### PROBLEM STATEMENT
Copy all the lines below without altering anything.

═════ LISTED RECORDS

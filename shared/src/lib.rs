//! AirSense Shared Types
//!
//! This crate provides the reading model and the wire codec shared by the
//! ingestion server and the sensor nodes that report to it.

pub mod codec;

use chrono::{DateTime, Utc};
use serde::{Deserialize, Serialize};

/// Get the current wall-clock time used to stamp readings
pub fn now() -> DateTime<Utc> {
    Utc::now()
}

/// Wire protocol parameters
pub mod protocol {
    /// Marker byte the server sends right after accepting a connection
    pub const GREETING: u8 = b'a';

    /// Status byte written after a committed reading (when outcome reporting is on)
    pub const STATUS_ACCEPTED: u8 = b'+';

    /// Status byte written after a rejected payload (when outcome reporting is on)
    pub const STATUS_REJECTED: u8 = b'-';

    /// Payloads of this many bytes or fewer are heartbeats/noise, not readings
    pub const NOISE_THRESHOLD: usize = 4;

    /// Largest payload accepted in a single exchange
    pub const MAX_PAYLOAD_SIZE: usize = 64 * 1024;

    /// Default TCP port sensors report to
    pub const DEFAULT_PORT: u16 = 8889;
}

/// The five environmental measurements carried by every reading
#[derive(Debug, Clone, Copy, PartialEq, Serialize, Deserialize)]
pub struct Measurements {
    /// Luminosity (lux)
    pub lux: f64,
    /// Ammonia (ppm)
    pub nh3: f64,
    /// Hydrogen sulfide (ppm)
    pub hs: f64,
    /// Relative humidity (%)
    pub h: f64,
    /// Temperature (°C)
    pub t: f64,
}

/// One decoded sensor observation
#[derive(Debug, Clone, PartialEq, Serialize, Deserialize)]
pub struct Reading {
    /// Identifier of the reporting sensor unit
    pub device: String,
    /// Address the sensor reported for itself
    pub ip: String,
    #[serde(flatten)]
    pub measurements: Measurements,
    /// Assigned by the server when the payload was accepted
    pub received_at: DateTime<Utc>,
}

impl Reading {
    /// Create a reading stamped with the given receive time
    pub fn new(
        device: impl Into<String>,
        ip: impl Into<String>,
        measurements: Measurements,
        received_at: DateTime<Utc>,
    ) -> Self {
        Self {
            device: device.into(),
            ip: ip.into(),
            measurements,
            received_at,
        }
    }

    /// True when both readings carry the same report, ignoring receive time
    pub fn same_report(&self, other: &Reading) -> bool {
        self.device == other.device
            && self.ip == other.ip
            && self.measurements == other.measurements
    }
}
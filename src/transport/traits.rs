//! Connection seam between the uplink and the network

use anyhow::Result;
use async_trait::async_trait;
use tokio::io::{AsyncRead, AsyncWrite};

/// Opens one fresh connection per report
///
/// The server closes every connection after a single payload, so connectors
/// hand out short-lived streams rather than keeping a session alive.
#[async_trait]
pub trait TransportConnector: Send + Sync {
    /// The stream type this connector produces
    type Stream: AsyncRead + AsyncWrite + Send + Unpin + 'static;

    /// Open a stream ready for the greeting, or fail within the connector's own bound
    async fn connect(&self) -> Result<Self::Stream>;

    /// Human-readable name for this transport
    fn name(&self) -> &'static str;
}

══════════

### THE COMPLETED TASK
filename shared/src/lib.rs
//! AirSense Shared Types
//!
//! This crate provides the reading model and the wire codec shared by the
//! ingestion server and the sensor nodes that report to it.

pub mod codec;

use chrono::{DateTime, Utc};
use serde::{Deserialize, Serialize};

/// Get the current wall-clock time used to stamp readings
pub fn now() -> DateTime<Utc> {
    Utc::now()
}

/// Wire protocol parameters
pub mod protocol {
    /// Marker byte the server sends right after accepting a connection
    pub const GREETING: u8 = b'a';

    /// Status byte written after a committed reading (when outcome reporting is on)
    pub const STATUS_ACCEPTED: u8 = b'+';

    /// Status byte written after a rejected payload (when outcome reporting is on)
    pub const STATUS_REJECTED: u8 = b'-';

    /// Payloads of this many bytes or fewer are heartbeats/noise, not readings
    pub const NOISE_THRESHOLD: usize = 4;

    /// Largest payload accepted in a single exchange
    pub const MAX_PAYLOAD_SIZE: usize = 64 * 1024;

    /// Default TCP port sensors report to
    pub const DEFAULT_PORT: u16 = 8889;
}

/// The five environmental measurements carried by every reading
#[derive(Debug, Clone, Copy, PartialEq, Serialize, Deserialize)]
pub struct Measurements {
    /// Luminosity (lux)
    pub lux: f64,
    /// Ammonia (ppm)
    pub nh3: f64,
    /// Hydrogen sulfide (ppm)
    pub hs: f64,
    /// Relative humidity (%)
    pub h: f64,
    /// Temperature (°C)
    pub t: f64,
}

/// One decoded sensor observation
#[derive(Debug, Clone, PartialEq, Serialize, Deserialize)]
pub struct Reading {
    /// Identifier of the reporting sensor unit
    pub device: String,
    /// Address the sensor reported for itself
    pub ip: String,
    #[serde(flatten)]
    pub measurements: Measurements,
    /// Assigned by the server when the payload was accepted
    pub received_at: DateTime<Utc>,
}

impl Reading {
    /// Create a reading stamped with the given receive time
    pub fn new(
        device: impl Into<String>,
        ip: impl Into<String>,
        measurements: Measurements,
        received_at: DateTime<Utc>,
    ) -> Self {
        Self {
            device: device.into(),
            ip: ip.into(),
            measurements,
            received_at,
        }
    }

    /// True when both readings carry the same report, ignoring receive time
    pub fn same_report(&self, other: &Reading) -> bool {
        self.device == other.device
            && self.ip == other.ip
            && self.measurements == other.measurements
    }
}
filename src/transport/traits.rs
//! Connection seam between the uplink and the network

use anyhow::Result;
use async_trait::async_trait;
use tokio::io::{AsyncRead, AsyncWrite};

/// Opens one fresh connection per report
///
/// The server closes every connection after a single payload, so connectors
/// hand out short-lived streams rather than keeping a session alive.
#[async_trait]
pub trait TransportConnector: Send + Sync {
    /// The stream type this connector produces
    type Stream: AsyncRead + AsyncWrite + Send + Unpin + 'static;

    /// Open a stream ready for the greeting, or fail within the connector's own bound
    async fn connect(&self) -> Result<Self::Stream>;

    /// Human-readable name for this transport
    fn name(&self) -> &'static str;
}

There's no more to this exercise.